RECORDS FOR THIS EXERCISE:
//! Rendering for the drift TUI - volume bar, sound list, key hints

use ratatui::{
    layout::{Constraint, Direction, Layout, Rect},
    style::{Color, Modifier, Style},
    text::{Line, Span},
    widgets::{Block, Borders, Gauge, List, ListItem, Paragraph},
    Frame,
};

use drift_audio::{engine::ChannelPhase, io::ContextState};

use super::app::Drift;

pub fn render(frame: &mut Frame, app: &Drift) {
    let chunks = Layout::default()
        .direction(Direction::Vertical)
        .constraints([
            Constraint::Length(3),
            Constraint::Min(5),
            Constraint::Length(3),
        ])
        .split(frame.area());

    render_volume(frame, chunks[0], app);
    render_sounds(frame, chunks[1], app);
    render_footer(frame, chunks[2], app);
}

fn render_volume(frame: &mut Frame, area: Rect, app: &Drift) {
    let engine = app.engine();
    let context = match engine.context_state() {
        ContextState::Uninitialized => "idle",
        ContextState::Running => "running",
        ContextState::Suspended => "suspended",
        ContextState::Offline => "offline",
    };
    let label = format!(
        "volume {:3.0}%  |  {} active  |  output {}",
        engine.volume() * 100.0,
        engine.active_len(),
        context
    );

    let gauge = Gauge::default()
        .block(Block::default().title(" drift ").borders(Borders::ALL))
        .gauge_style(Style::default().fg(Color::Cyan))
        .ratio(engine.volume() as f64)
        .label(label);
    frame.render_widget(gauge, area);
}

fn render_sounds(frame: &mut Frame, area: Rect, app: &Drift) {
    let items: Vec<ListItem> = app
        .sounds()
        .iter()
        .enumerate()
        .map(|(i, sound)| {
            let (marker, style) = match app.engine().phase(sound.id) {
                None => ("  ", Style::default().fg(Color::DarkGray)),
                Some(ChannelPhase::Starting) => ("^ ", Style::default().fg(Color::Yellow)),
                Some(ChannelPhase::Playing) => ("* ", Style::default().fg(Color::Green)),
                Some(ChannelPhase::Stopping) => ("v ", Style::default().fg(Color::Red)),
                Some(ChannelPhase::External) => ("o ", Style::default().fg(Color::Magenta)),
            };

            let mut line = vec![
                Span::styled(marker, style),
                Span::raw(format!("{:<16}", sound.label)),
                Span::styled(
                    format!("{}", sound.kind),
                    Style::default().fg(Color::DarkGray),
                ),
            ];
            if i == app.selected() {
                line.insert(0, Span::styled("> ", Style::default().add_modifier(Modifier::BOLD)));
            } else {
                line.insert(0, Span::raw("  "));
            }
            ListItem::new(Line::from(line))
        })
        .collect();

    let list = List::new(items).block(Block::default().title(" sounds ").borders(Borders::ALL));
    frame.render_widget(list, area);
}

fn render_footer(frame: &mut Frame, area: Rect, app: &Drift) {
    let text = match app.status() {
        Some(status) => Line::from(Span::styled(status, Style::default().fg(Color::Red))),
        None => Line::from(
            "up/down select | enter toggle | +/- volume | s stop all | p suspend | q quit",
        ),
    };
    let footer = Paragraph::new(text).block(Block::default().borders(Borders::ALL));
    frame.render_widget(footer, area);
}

WORK INSTRUCTIONS:
Where a line in the entries holds "insert", copy that line.

EXERCISE RESULT:
                line.insert(0, Span::styled("> ", Style::default().add_modifier(Modifier::BOLD)));
                line.insert(0, Span::raw("  "));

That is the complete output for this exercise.